*** Opening of DATASET RECORDS ***
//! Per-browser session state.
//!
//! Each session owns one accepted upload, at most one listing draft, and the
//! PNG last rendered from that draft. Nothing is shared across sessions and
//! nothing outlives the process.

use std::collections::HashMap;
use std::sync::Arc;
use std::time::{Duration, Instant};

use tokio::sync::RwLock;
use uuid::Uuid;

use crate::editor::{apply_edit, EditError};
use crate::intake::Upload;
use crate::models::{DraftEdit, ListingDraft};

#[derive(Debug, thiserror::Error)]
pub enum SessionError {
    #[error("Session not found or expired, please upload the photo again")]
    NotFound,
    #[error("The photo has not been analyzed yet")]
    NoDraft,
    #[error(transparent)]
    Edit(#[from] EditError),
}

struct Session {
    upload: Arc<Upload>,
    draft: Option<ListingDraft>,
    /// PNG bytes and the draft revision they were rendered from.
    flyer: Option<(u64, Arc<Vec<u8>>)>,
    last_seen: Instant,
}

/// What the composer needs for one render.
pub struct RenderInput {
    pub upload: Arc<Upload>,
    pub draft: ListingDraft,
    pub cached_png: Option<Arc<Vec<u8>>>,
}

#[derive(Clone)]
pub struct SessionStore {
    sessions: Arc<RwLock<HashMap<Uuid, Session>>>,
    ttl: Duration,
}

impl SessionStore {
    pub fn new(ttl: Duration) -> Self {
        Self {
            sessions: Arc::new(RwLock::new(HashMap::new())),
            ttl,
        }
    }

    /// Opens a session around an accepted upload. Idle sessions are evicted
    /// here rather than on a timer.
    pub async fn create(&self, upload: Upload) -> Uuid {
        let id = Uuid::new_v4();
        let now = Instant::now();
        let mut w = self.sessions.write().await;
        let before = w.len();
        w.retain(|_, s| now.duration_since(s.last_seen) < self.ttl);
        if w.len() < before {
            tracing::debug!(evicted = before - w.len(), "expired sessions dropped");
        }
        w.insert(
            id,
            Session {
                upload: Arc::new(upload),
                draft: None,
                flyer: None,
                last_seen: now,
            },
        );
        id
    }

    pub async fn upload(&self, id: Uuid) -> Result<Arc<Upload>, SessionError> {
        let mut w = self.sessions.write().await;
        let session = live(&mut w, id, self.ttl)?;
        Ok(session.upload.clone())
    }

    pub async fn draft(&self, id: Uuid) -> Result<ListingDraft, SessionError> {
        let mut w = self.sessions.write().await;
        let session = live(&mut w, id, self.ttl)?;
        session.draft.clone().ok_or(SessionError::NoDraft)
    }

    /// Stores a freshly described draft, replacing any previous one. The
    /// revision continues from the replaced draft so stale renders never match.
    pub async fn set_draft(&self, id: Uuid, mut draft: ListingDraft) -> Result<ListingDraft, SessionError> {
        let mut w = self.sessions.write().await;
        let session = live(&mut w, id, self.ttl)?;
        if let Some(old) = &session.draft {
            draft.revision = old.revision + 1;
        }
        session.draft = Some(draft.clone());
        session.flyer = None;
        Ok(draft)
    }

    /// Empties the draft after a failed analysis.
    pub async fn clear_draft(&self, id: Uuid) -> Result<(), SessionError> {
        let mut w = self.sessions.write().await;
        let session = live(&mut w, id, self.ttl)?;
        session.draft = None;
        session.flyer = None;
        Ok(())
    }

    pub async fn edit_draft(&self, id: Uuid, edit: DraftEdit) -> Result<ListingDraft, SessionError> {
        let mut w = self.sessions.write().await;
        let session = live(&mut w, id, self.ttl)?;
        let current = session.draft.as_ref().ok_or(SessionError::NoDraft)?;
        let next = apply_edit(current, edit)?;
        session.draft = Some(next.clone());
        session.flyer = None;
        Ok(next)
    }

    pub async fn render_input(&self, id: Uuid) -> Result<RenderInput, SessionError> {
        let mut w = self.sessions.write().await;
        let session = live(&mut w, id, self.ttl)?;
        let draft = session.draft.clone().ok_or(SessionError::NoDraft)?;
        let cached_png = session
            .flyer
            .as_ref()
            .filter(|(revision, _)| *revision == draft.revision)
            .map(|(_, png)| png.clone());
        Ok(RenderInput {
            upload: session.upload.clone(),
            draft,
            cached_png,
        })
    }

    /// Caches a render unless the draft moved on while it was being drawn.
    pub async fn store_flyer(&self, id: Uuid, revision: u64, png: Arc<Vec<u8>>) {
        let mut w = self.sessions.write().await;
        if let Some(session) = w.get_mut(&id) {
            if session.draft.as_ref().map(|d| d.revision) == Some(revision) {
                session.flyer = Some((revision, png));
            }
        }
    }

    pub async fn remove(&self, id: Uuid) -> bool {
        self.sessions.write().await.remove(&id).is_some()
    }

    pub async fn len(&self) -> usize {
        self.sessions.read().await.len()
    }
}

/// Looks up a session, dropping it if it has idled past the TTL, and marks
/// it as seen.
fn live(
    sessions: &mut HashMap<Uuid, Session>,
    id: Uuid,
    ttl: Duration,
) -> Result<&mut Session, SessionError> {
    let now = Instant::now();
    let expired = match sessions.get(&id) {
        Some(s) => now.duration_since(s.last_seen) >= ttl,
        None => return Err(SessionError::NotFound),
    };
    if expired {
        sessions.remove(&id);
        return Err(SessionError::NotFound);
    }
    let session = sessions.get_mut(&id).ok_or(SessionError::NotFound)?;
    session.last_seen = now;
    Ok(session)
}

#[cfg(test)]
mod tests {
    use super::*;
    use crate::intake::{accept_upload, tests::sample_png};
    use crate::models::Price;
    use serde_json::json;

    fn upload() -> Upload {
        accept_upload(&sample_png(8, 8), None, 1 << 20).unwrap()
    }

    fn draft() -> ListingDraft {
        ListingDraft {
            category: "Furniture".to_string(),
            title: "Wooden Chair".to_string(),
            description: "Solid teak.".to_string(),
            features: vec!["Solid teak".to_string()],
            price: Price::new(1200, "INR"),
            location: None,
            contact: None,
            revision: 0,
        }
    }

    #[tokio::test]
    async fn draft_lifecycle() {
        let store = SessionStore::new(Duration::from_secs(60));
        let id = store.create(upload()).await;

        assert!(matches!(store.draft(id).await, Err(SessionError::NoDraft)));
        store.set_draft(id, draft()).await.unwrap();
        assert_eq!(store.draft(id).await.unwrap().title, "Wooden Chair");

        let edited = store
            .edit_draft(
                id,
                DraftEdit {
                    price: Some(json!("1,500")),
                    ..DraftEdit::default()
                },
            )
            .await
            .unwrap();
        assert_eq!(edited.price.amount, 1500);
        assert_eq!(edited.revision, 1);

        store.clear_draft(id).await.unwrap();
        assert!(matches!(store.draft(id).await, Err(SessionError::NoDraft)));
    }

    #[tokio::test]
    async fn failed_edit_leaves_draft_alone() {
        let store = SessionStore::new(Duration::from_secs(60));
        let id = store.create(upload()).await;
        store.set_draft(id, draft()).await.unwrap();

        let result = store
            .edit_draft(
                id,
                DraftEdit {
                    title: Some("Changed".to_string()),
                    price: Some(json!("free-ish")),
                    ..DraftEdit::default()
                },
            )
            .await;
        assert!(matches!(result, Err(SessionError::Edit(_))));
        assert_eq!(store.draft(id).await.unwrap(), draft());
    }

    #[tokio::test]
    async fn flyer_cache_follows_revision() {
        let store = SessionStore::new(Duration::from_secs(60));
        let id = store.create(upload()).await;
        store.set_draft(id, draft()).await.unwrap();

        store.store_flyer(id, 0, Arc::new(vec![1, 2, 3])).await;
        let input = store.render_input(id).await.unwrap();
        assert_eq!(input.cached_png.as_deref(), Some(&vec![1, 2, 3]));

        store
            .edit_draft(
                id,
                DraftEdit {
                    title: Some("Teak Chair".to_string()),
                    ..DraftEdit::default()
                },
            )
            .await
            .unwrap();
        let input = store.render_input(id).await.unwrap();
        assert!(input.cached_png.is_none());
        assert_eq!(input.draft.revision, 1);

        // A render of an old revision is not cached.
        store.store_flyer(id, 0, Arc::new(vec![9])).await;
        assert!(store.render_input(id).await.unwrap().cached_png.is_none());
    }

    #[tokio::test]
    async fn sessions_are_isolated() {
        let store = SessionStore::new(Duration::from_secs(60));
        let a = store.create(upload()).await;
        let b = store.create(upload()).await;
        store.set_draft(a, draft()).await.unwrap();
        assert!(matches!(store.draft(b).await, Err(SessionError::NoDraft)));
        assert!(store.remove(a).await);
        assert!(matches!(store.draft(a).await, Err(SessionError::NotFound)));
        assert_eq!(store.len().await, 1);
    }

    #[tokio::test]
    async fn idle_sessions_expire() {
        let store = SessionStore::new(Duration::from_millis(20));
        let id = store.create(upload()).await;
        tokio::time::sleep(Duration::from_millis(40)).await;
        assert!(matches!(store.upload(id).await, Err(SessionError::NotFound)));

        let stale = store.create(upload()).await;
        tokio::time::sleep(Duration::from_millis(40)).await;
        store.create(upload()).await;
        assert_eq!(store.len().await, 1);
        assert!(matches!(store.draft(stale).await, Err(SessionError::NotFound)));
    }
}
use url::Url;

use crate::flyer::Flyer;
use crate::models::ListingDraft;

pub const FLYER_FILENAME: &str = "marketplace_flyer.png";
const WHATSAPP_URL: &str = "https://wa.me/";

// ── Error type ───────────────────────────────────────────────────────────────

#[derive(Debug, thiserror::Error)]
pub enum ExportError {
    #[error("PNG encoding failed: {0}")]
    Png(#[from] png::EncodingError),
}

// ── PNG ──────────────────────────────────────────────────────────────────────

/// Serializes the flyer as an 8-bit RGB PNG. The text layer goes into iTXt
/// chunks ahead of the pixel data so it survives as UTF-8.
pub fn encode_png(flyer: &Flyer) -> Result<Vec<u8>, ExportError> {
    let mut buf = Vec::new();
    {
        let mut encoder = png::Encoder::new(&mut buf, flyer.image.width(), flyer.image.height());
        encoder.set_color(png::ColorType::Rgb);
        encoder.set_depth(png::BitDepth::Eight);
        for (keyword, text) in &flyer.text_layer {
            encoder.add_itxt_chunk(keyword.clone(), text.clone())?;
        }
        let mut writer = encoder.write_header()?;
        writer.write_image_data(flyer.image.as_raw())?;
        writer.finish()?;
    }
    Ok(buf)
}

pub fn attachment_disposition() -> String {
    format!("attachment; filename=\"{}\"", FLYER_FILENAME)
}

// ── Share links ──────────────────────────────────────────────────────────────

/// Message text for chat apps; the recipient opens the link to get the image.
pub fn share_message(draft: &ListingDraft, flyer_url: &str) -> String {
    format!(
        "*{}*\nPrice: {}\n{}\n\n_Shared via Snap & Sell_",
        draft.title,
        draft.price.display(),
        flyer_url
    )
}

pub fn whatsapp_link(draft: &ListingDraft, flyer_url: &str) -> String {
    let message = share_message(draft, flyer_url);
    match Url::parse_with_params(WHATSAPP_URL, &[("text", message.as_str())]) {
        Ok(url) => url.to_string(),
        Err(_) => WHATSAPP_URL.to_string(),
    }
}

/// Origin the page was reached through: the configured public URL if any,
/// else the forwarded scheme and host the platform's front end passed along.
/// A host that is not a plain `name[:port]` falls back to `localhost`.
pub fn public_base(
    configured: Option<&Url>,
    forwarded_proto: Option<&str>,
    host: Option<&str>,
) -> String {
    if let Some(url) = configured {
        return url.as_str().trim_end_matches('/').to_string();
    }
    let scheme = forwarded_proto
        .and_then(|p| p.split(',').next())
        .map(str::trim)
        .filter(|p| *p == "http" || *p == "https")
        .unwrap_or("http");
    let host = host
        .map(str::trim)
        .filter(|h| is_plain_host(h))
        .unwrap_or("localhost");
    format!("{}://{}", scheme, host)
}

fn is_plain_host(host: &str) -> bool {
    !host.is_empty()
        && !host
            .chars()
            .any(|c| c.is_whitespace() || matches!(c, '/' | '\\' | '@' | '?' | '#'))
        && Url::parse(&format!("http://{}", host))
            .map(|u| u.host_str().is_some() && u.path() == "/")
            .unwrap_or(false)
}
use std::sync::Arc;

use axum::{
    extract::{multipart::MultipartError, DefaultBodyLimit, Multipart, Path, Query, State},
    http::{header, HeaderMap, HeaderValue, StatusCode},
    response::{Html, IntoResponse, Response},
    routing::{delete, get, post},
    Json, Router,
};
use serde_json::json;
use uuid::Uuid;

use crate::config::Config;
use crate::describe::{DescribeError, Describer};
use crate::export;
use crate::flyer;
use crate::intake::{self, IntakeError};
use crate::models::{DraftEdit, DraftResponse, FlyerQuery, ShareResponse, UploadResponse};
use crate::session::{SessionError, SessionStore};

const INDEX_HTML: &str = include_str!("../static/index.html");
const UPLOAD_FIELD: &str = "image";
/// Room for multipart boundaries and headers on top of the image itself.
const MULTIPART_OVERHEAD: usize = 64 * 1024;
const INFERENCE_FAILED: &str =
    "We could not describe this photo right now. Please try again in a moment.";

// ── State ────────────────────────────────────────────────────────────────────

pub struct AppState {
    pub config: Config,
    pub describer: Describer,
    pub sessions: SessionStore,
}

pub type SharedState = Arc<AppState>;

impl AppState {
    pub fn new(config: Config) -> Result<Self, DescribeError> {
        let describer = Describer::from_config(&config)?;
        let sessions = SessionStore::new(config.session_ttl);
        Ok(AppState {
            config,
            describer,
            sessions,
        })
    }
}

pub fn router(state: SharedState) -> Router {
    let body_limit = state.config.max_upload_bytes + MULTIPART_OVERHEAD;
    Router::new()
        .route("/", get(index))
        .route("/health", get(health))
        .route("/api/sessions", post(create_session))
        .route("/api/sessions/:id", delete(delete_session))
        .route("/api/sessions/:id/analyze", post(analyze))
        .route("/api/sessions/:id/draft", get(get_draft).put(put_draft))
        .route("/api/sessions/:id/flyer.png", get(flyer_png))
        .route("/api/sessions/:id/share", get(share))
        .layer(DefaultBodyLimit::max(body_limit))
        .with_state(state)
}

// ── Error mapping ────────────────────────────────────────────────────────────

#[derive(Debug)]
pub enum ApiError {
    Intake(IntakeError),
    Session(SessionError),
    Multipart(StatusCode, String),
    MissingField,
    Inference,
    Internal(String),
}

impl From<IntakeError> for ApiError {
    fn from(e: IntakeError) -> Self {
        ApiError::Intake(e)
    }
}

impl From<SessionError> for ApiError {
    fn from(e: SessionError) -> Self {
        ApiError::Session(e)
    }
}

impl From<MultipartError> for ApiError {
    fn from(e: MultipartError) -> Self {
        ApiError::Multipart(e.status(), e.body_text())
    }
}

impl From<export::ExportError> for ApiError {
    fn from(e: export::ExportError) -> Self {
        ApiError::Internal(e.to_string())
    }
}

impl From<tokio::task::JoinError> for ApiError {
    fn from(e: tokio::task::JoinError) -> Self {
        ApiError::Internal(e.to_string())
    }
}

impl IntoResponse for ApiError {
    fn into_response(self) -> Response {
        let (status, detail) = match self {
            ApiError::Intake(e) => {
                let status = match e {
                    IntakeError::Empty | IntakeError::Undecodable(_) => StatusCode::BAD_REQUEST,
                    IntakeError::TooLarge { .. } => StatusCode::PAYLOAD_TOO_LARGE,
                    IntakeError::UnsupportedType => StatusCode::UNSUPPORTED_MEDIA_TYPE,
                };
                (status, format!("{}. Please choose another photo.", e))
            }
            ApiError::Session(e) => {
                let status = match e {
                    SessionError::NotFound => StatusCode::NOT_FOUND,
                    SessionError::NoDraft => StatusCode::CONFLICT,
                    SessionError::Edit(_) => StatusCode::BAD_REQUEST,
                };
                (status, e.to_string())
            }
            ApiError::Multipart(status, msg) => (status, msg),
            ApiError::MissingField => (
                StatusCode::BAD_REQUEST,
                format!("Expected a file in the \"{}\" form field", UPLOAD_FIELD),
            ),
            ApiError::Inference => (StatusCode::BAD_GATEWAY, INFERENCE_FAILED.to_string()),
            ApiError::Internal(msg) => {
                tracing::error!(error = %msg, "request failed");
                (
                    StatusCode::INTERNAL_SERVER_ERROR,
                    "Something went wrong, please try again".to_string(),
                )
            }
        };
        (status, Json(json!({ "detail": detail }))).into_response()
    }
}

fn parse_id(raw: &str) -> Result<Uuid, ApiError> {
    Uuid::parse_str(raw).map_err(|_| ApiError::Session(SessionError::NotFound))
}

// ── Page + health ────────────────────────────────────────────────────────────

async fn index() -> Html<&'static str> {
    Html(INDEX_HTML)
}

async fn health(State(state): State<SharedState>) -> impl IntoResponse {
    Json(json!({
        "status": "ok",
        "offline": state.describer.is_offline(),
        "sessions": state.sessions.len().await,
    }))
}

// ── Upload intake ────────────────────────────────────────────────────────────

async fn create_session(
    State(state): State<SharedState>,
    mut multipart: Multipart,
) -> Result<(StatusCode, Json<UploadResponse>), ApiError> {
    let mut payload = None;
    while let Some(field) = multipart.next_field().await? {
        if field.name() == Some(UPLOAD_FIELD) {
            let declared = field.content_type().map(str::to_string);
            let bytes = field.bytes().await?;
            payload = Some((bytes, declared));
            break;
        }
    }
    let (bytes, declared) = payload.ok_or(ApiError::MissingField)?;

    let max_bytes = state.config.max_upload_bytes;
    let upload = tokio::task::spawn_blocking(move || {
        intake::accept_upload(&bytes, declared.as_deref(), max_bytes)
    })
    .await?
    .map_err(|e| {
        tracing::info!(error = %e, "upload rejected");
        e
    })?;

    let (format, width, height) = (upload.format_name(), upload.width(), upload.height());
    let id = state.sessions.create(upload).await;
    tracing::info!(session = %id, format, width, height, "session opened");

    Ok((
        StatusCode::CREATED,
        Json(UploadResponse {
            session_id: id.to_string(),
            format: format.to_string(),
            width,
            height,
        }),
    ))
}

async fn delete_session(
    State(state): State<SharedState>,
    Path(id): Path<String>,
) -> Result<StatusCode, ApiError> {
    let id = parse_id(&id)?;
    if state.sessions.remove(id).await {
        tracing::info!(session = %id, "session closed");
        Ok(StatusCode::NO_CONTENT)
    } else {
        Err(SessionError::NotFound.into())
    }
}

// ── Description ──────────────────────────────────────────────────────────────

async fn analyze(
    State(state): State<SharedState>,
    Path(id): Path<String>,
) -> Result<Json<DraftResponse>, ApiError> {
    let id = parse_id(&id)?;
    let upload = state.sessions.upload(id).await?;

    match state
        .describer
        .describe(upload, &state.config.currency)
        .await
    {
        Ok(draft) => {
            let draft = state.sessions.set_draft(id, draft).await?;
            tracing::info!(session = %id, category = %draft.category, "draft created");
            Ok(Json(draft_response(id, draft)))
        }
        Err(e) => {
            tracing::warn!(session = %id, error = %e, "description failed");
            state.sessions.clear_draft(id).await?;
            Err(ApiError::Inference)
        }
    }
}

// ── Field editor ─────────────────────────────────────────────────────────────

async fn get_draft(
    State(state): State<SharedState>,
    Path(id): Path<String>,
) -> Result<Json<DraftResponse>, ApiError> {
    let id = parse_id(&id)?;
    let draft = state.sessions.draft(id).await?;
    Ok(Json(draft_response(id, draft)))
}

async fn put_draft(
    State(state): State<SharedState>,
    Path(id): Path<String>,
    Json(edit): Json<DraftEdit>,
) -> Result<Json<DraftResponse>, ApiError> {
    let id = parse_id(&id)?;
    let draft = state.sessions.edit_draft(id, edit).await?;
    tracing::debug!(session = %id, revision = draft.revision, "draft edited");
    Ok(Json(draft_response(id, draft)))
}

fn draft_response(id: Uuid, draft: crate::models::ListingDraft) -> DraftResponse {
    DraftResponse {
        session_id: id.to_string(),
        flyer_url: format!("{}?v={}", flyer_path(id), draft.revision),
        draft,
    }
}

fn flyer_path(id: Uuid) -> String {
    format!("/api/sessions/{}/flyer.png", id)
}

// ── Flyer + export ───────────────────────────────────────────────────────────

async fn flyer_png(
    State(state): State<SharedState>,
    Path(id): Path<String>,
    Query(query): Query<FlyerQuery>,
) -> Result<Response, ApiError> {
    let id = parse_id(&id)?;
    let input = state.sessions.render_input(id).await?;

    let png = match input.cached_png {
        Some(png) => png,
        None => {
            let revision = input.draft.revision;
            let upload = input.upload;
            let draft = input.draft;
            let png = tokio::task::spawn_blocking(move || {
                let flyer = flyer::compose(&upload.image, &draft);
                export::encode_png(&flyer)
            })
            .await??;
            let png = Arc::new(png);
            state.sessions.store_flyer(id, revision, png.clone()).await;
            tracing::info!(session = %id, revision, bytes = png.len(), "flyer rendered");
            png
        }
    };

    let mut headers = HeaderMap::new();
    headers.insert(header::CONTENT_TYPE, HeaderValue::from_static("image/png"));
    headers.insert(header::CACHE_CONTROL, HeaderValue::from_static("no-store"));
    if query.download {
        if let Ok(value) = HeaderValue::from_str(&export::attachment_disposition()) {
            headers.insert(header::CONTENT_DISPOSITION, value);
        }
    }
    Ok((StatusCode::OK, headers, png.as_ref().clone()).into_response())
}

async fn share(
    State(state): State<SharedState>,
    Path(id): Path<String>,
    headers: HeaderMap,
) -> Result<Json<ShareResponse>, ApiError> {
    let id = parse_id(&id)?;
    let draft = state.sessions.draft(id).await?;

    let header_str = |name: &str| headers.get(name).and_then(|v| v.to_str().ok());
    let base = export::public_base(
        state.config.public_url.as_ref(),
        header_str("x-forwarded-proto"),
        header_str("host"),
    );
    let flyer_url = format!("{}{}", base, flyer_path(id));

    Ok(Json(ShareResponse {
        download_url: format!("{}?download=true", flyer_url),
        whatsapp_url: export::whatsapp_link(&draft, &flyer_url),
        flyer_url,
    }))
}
*** Close of DATASET RECORDS ***
- [TRY IT] The answer should be the first line of the material and every line after it through the line containing "use std::collections::HashMap;", exactly as written, and nothing else.

- [WORKED SOLUTION]
//! Per-browser session state.
//!
//! Each session owns one accepted upload, at most one listing draft, and the
//! PNG last rendered from that draft. Nothing is shared across sessions and
//! nothing outlives the process.

use std::collections::HashMap;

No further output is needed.